In conclusion, I would like to say without the slightest hesitation, and with great pride, to all the local players present in this room, to all the Peer Educators, to all the local and national principal beneficiaries, sub-beneficiaries and sub-sub-beneficiaries of the Global Fund, PEPFAR and other donors: you are experts. YOU ARE EXPERTS. Your expertise in the field is singular, unique, complex and profoundly excellent. When I look at the situation in Mali and Burkina and the work carried out by local NGOs and key population networks such as Arcad Santé PLUS, RENAPOC, REVSPLUS, and all the associations intervening in security crisis contexts, I can only testify to my profound respect. What courage… Working in such a complex security context demands extraordinary physical, intellectual, political, and scientific skills, which no one from Geneva, Paris, Brussels or Montreal can match. YOU ARE EXPERTS.

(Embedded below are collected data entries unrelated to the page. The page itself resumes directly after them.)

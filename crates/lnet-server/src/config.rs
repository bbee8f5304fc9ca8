//! Server configuration.
//!
//! Settings are layered, later sources winning:
//! 1. Built-in defaults
//! 2. An optional TOML file (`--config`)
//! 3. Environment variables
//! 4. Command-line flags
//!
//! # Environment Variables
//!
//! - `LNET_LISTEN`: Listen address. Default: `localhost:9999`
//! - `LNET_DEBUG`: Trace raw frames (`true`/`false`). Default: `false`
//! - `LNET_OUTBOUND_CAPACITY`: Per-session outbound queue size. Default: `256`
//! - `LNET_KEEPALIVE_SECS`: Keepalive period in seconds, `0` disables. Default: `0`
//! - `LNET_GREETING`: Body of the welcome message. Default: `Hello`
//!
//! # Example
//!
//! ```toml
//! listen = "0.0.0.0:9999"
//! debug = false
//! outbound_capacity = 256
//! keepalive_secs = 60
//! greeting = "Hello"
//! ```

use std::path::Path;
use std::str::FromStr;
use std::time::Duration;

use anyhow::{Context, Result};
use lnet_relay::stanza::DEFAULT_GREETING;
use lnet_relay::{RelayServerConfig, SessionConfig};
use serde::{Deserialize, Serialize};
use tracing::info;

/// Relay server configuration.
#[derive(Debug, Clone, PartialEq, Eq, Serialize, Deserialize)]
#[serde(default)]
pub struct Config {
    /// Address to listen on
    pub listen: String,
    /// Trace raw frames in both directions
    pub debug: bool,
    /// Capacity of each session's outbound queue
    pub outbound_capacity: usize,
    /// Keepalive period in seconds; 0 disables
    pub keepalive_secs: u64,
    /// Body of the welcome message
    pub greeting: String,
}

impl Default for Config {
    fn default() -> Self {
        Self {
            listen: lnet_relay::server::DEFAULT_ADDR.to_string(),
            debug: false,
            outbound_capacity: 256,
            keepalive_secs: 0,
            greeting: DEFAULT_GREETING.to_string(),
        }
    }
}

impl Config {
    /// Load configuration from an optional TOML file, then apply
    /// environment overrides.
    pub fn load(path: Option<&Path>) -> Result<Self> {
        let config = match path {
            Some(path) => Self::from_file(path)?,
            None => Self::default(),
        };
        config.with_env(|key| std::env::var(key).ok())
    }

    /// Read a TOML file. Missing keys keep their defaults.
    pub fn from_file(path: &Path) -> Result<Self> {
        let content = std::fs::read_to_string(path)
            .with_context(|| format!("Failed to read config file: {:?}", path))?;
        let config: Config = toml::from_str(&content)
            .with_context(|| format!("Failed to parse config file: {:?}", path))?;
        info!("Loaded configuration from {:?}", path);
        Ok(config)
    }

    /// Apply `LNET_*` overrides using `lookup` to read variables.
    pub fn with_env<F>(mut self, lookup: F) -> Result<Self>
    where
        F: Fn(&str) -> Option<String>,
    {
        if let Some(listen) = lookup("LNET_LISTEN") {
            self.listen = listen;
        }
        if let Some(debug) = lookup("LNET_DEBUG") {
            self.debug = parse_env("LNET_DEBUG", &debug)?;
        }
        if let Some(capacity) = lookup("LNET_OUTBOUND_CAPACITY") {
            self.outbound_capacity = parse_env("LNET_OUTBOUND_CAPACITY", &capacity)?;
        }
        if let Some(secs) = lookup("LNET_KEEPALIVE_SECS") {
            self.keepalive_secs = parse_env("LNET_KEEPALIVE_SECS", &secs)?;
        }
        if let Some(greeting) = lookup("LNET_GREETING") {
            self.greeting = greeting;
        }
        Ok(self)
    }

    /// Apply command-line flags. `--debug` can only switch debug mode on.
    pub fn with_flags(mut self, server: Option<String>, debug: bool) -> Self {
        if let Some(server) = server {
            self.listen = server;
        }
        self.debug |= debug;
        self
    }

    /// Check values and build the library configuration.
    pub fn to_server_config(&self) -> Result<RelayServerConfig> {
        let config = RelayServerConfig {
            addr: self.listen.clone(),
            session: SessionConfig {
                debug: self.debug,
                outbound_capacity: self.outbound_capacity,
                keepalive_interval: (self.keepalive_secs > 0)
                    .then(|| Duration::from_secs(self.keepalive_secs)),
                greeting: self.greeting.clone(),
                ..Default::default()
            },
        };
        config.validate().context("Invalid configuration")?;
        Ok(config)
    }

    /// Log the effective configuration.
    pub fn log_config(&self) {
        info!(
            listen = %self.listen,
            debug = self.debug,
            outbound_capacity = self.outbound_capacity,
            keepalive_secs = self.keepalive_secs,
            "Relay configuration"
        );
    }
}

fn parse_env<T>(key: &str, value: &str) -> Result<T>
where
    T: FromStr,
    T::Err: std::error::Error + Send + Sync + 'static,
{
    value
        .trim()
        .parse()
        .with_context(|| format!("Invalid value for {}: {:?}", key, value))
}
impl TelemetryEngine {
    pub fn new(settings: EngineSettings) -> Self {
        Self {
            settings,
            readings: ReadingStore::new(),
            devices: DeviceRegistry::new(),
            receivers: ReceiverRegistry::new(),
            snapshots: SnapshotHistory::new(settings.snapshot_retention),
            latest_stats: SystemStats::empty(Utc::now()),
            requests_served: 0,
        }
    }

    pub fn settings(&self) -> &EngineSettings {
        &self.settings
    }

    /// Applies a validated batch. The receiver is refreshed even when every
    /// entry was rejected at parse time.
    pub fn ingest(&mut self, batch: &BatchReport, now: DateTime<Utc>) -> IngestSummary {
        self.requests_served += 1;
        let new_receiver = self.receivers.touch(
            &batch.receiver_id,
            batch.reported_device_count(),
            batch.timestamp,
            now,
        );
        if new_receiver {
            info!(receiver_id = %batch.receiver_id, "receiver registered");
        }

        let mut summary = IngestSummary {
            receiver_id: batch.receiver_id.clone(),
            new_receiver,
            skipped: batch.rejected.len(),
            ..IngestSummary::default()
        };

        for report in &batch.reports {
            let reading = report.to_reading(now);
            match self.apply_reading(&report.device_id, &batch.receiver_id, reading, now) {
                Placement::Registered => summary.registered.push(report.device_id.clone()),
                Placement::Reconnected => {
                    info!(device_id = %report.device_id, receiver_id = %batch.receiver_id, "device reconnected");
                    summary.reconnected.push(report.device_id.clone());
                }
                Placement::Refreshed => {}
            }
            summary.accepted += 1;
        }

        for (index, reason) in &batch.rejected {
            debug!(receiver_id = %batch.receiver_id, index, ?reason, "skipped malformed reading");
        }
        summary
    }

    /// Reading write, arbitration, placement and history, in that order.
    fn apply_reading(
        &mut self,
        device_id: &str,
        receiver_id: &str,
        reading: Reading,
        now: DateTime<Utc>,
    ) -> Placement {
        self.readings.upsert(device_id, receiver_id, reading.clone());
        self.receivers.attach_device(receiver_id, device_id);

        // The store holds at least the reading just written.
        let record = self
            .readings
            .readings_for(device_id)
            .and_then(|candidates| select_best(candidates, &self.settings.scoring, now))
            .map(|best| best.to_record(device_id))
            .unwrap_or_else(|| DeviceRecord::from_reading(device_id, receiver_id, &reading));
        let last_report = self
            .readings
            .newest_observation(device_id)
            .unwrap_or(reading.observed_at);

        let placement = self.devices.place(record, last_report, now);
        self.devices.record_report(device_id, &reading, now);
        placement
    }

    /// Demotes stale devices and receivers. Idempotent at a fixed `now`.
    pub fn sweep(&mut self, now: DateTime<Utc>) -> SweepReport {
        lifecycle::sweep(
            &mut self.readings,
            &mut self.devices,
            &mut self.receivers,
            &self.settings.liveness,
            &self.settings.scoring,
            now,
        )
    }

    /// Recomputes the system totals and caches them for the dashboard.
    pub fn refresh_stats(&mut self, now: DateTime<Utc>) -> SystemStats {
        let stats = stats::compute(&self.devices, &self.receivers, &self.settings.liveness, now);
        self.latest_stats = stats.clone();
        stats
    }

    pub fn latest_stats(&self) -> &SystemStats {
        &self.latest_stats
    }

    /// Appends a system snapshot built from freshly computed totals.
    pub fn record_snapshot(&mut self, now: DateTime<Utc>) -> SystemSnapshot {
        let stats = self.refresh_stats(now);
        let snapshot = SystemSnapshot {
            timestamp: now,
            total_steps: stats.total_steps,
            active_device_count: stats.active_devices,
            active_receiver_count: stats.active_receivers,
            total_requests_served: self.requests_served,
            offline_devices: stats::offline_listing(&self.devices),
        };
        self.snapshots.push(snapshot.clone());
        snapshot
    }

    pub fn snapshots(&self) -> &SnapshotHistory {
        &self.snapshots
    }

    pub fn requests_served(&self) -> u64 {
        self.requests_served
    }

    pub fn readings(&self) -> &ReadingStore {
        &self.readings
    }

    pub fn devices(&self) -> &DeviceRegistry {
        &self.devices
    }

    pub fn receivers(&self) -> &ReceiverRegistry {
        &self.receivers
    }

    /// Rebaselines live history and drops the archive and snapshot history.
    /// Callers persist the result right away.
    pub fn clear_history(&mut self, now: DateTime<Utc>) {
        self.devices.clear_history(now);
        self.snapshots.clear();
        info!(live_devices = self.devices.live_count(), "device history cleared");
    }

    /// Forgets everything: readings, registries, archive, history, snapshots.
    pub fn reset(&mut self, now: DateTime<Utc>) {
        self.readings.clear();
        self.devices.clear();
        self.receivers.clear();
        self.snapshots.clear();
        self.requests_served = 0;
        self.latest_stats = SystemStats::empty(now);
        info!("engine state reset");
    }

    /// Copy of the durable state, cheap enough to take under the state lock.
    /// Devices still live at `now` are written as archived at `now`.
    pub fn persisted_state(&self, now: DateTime<Utc>) -> PersistedState {
        let (histories, archive) = self.devices.export(now);
        PersistedState {
            histories,
            archive,
            snapshots: self.snapshots.to_vec(),
        }
    }

    /// Installs recovered durable state. Meant for startup, before ingestion.
    pub fn restore(&mut self, state: PersistedState) {
        self.devices.restore(state.histories, state.archive);
        self.snapshots.restore(state.snapshots);
        if let Some(latest) = self.snapshots.latest() {
            self.requests_served = self.requests_served.max(latest.total_requests_served);
        }
    }
}
use axum::http::StatusCode;
use axum::response::{IntoResponse, Response};
use thiserror::Error;
use tracing::{debug, error};

use crate::ingest::IngestError;
use crate::persistence::PersistError;

/// Failure of one API request, mapped onto a plain-text response.
#[derive(Debug, Error)]
pub enum ApiError {
    #[error("malformed batch: {0}")]
    BadRequest(#[from] IngestError),

    #[error("{kind} not found: {id}")]
    NotFound { kind: &'static str, id: String },

    #[error("state changed but could not be persisted: {0}")]
    Persist(#[from] PersistError),
}

impl ApiError {
    pub fn not_found(kind: &'static str, id: impl Into<String>) -> Self {
        Self::NotFound { kind, id: id.into() }
    }

    pub fn status(&self) -> StatusCode {
        match self {
            ApiError::BadRequest(_) => StatusCode::BAD_REQUEST,
            ApiError::NotFound { .. } => StatusCode::NOT_FOUND,
            ApiError::Persist(_) => StatusCode::INTERNAL_SERVER_ERROR,
        }
    }
}

impl IntoResponse for ApiError {
    fn into_response(self) -> Response {
        let status = self.status();
        match &self {
            ApiError::Persist(err) => error!(error = %err, "request failed to persist state"),
            other => debug!(status = status.as_u16(), error = %other, "request rejected"),
        }
        (status, self.to_string()).into_response()
    }
}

[1] “It’s Time to Decolonize Aid” (First edition published May 10, 2021, Second edition published May 12, 2021) published by Peace Direct, Adeso, the Alliance for Peacebuilding and Women of Color Advancing Peace and Security.

[2] Vuyiseka DUBULA MAJOLA, representative of the Africa Centre for HIV/AIDS Management, South Africa, speaking at the “Anti-racism and decolonizing the AIDS response: Moving from rhetoric to reformation” session at the AIDS 2022 conference in Montreal, Canada.

[3] Kalinga, Chisomo. “Practicing decoloniality”.


[5] idem

[6] Khan, Mishal et alii: “Decolonizing global health in 2021: a roadmap from rhetoric to reform.”